Stitching data

How data are stitched

We stitch data using our MATLAB package, StitchIt, which is designed specifically for BakingTray data. Raw tiles are loaded, transformed as defined by parameters in the recipe, and placed at their theoretical correct tile position. StitchIt does not perform any tile alignment using the overlap regions. If the microscope and stage axes are well aligned, good results can be obtained without elaborate stitching procedures. If higher accuracy is required, you should try BigStitcher.

StitchIt provides the following features:

  • Illumination correction for vignetting.

  • Rotation and distortion correction of tiles with user-defined parameters.

  • Pre-processing during acquisition, display of last completed section to web, and automatic initiation of stitching when acquisition completes. This feature requires a Linux PC.

  • Correction of intensity differences across different optical sections.

  • Optional removal of tile seams in stitched images.

  • Down-sampling the dataset to a single multi-page TIFF stack or MHD file.

  • Various useful tools for interacting with the raw data.

PC hardware choices

Stitching is performed by a dedicated PC, not the acquisition PC. Specs to consider:

  • Favour number of cores over clock speed.

  • StitchIt does not use CUDA so a fancy graphics card is not needed.

  • 64 GB of RAM should be enough. If you expect to regularly acquire multiple brains at resolutions in excess of 2.5 by 2.5 by 5 microns then opt for 128 GB.

  • Plan for storing about 8 to 20 acquisitions at a time on the PC before they go to central storage. Remember that each acquisition will transiently occupy about 3 x the raw data size since in addition to raw data you will have the stitched version, possibly a cropped version version of this, and the compressed raw data. About 12 TB is a reasonable storage size to aim for and you can achieve this with platter or SSD RAID. Err on having less rather than more storage since users tend to leave data on the analysis PC and forget about it, rather than processing it and sending it on backed-up central storage. So you can start smaller and add storage only if you really need it.

Operating system choices

It is suggested the analysis PC runs Linux because managing large data is easier on Linux than Windows.

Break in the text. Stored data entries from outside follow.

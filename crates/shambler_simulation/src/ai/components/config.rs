//! ZombieConfig — tunables одного зомби (immutable после спавна)
//!
//! Загружается снаружи (RON) и передаётся при создании entity.

use std::path::Path;

use bevy::prelude::*;
use serde::{Deserialize, Serialize};
use thiserror::Error;

use crate::spatial::COLLISION_MASK_OBSTRUCTION;

#[derive(Debug, Error)]
pub enum ConfigError {
    #[error("failed to read config {path}: {source}")]
    Io {
        path: String,
        #[source]
        source: std::io::Error,
    },
    #[error("failed to parse config: {0}")]
    Parse(#[from] ron::error::SpannedError),
    #[error("invalid config value `{field}`: {reason}")]
    Invalid { field: &'static str, reason: String },
}

/// Параметры зомби
#[derive(Component, Debug, Clone, PartialEq, Serialize, Deserialize, Reflect)]
#[reflect(Component)]
#[serde(default)]
pub struct ZombieConfig {
    // Detection
    /// Радиус обнаружения цели (метры)
    pub detection_radius: f32,
    /// Радиус атаки (метры)
    pub attack_range: f32,
    /// Полный угол обзора (градусы), видим если угол < fov / 2
    pub field_of_view_angle: f32,
    /// Какие слои закрывают line-of-sight
    pub obstruction_mask: u32,
    /// Высота глаз над позицией (origin LOS луча)
    pub eye_height: f32,
    /// Дистанция до last-known позиции, ближе которой цель считается потерянной
    pub lost_target_threshold: f32,

    // Behavior
    pub patrol_radius: f32,
    /// Ожидание в Idle между патрулями (секунды)
    pub patrol_wait_time: f32,
    pub chase_speed: f32,
    pub patrol_speed: f32,
    /// Скорость доворота в Attack (slerp factor в секунду)
    pub turn_rate: f32,

    // Combat
    pub attack_damage: f32,
    /// Секунды между атаками
    pub attack_cooldown: f32,
    pub initial_health: f32,
    /// Задержка деспавна после смерти (death effects успевают отыграть)
    pub death_despawn_delay: f32,
}

impl Default for ZombieConfig {
    fn default() -> Self {
        Self {
            detection_radius: 15.0,
            attack_range: 2.0,
            field_of_view_angle: 110.0,
            obstruction_mask: COLLISION_MASK_OBSTRUCTION,
            eye_height: 1.0,
            lost_target_threshold: 1.0,
            patrol_radius: 10.0,
            patrol_wait_time: 2.0,
            chase_speed: 3.5,
            patrol_speed: 1.5,
            turn_rate: 5.0,
            attack_damage: 10.0,
            attack_cooldown: 1.5,
            initial_health: 100.0,
            death_despawn_delay: 0.5,
        }
    }
}

impl ZombieConfig {
    pub fn from_ron_str(source: &str) -> Result<Self, ConfigError> {
        let config: Self = ron::from_str(source)?;
        config.validate()?;
        Ok(config)
    }

    pub fn load(path: impl AsRef<Path>) -> Result<Self, ConfigError> {
        let path = path.as_ref();
        let source = std::fs::read_to_string(path).map_err(|source| ConfigError::Io {
            path: path.display().to_string(),
            source,
        })?;
        Self::from_ron_str(&source)
    }

    pub fn validate(&self) -> Result<(), ConfigError> {
        let non_negative = [
            ("detection_radius", self.detection_radius),
            ("attack_range", self.attack_range),
            ("eye_height", self.eye_height),
            ("lost_target_threshold", self.lost_target_threshold),
            ("patrol_radius", self.patrol_radius),
            ("patrol_wait_time", self.patrol_wait_time),
            ("chase_speed", self.chase_speed),
            ("patrol_speed", self.patrol_speed),
            ("turn_rate", self.turn_rate),
            ("attack_damage", self.attack_damage),
            ("attack_cooldown", self.attack_cooldown),
            ("death_despawn_delay", self.death_despawn_delay),
        ];

        for (field, value) in non_negative {
            if !value.is_finite() || value < 0.0 {
                return Err(ConfigError::Invalid {
                    field,
                    reason: format!("expected a finite value >= 0, got {}", value),
                });
            }
        }

        if !(self.field_of_view_angle > 0.0 && self.field_of_view_angle <= 360.0) {
            return Err(ConfigError::Invalid {
                field: "field_of_view_angle",
                reason: format!("expected (0, 360] degrees, got {}", self.field_of_view_angle),
            });
        }

        if !(self.initial_health > 0.0 && self.initial_health.is_finite()) {
            return Err(ConfigError::Invalid {
                field: "initial_health",
                reason: format!("expected a finite value > 0, got {}", self.initial_health),
            });
        }

        Ok(())
    }
}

In particular:

  • Multiple concurrent users can log on remotely (via command line or remote desktop clients like X2Go).

  • BTRFS software RAID is easy to manage (e.g. you can swap out failed drives remotely over the command line if you have a spare in place) and is fast enough.

  • The command line tools are generally pretty handy for getting you out of trouble if something weird has happened to the data.

  • Having remote command-line access via SSH is really helpful and tmux allows these sessions to be persistent, which makes working remotely very easy.

  • rsync is already there waiting for you to simplify transfers to central storage. Note that rsync also available on Windows.

If you have established workflows for dealing with the above on Windows and prefer this, then you can run StitchIt on Windows also. However, please note that the syncAndCrunch command which does processing and web display during acquisition is Linux-only and there are no plans to port it to Windows.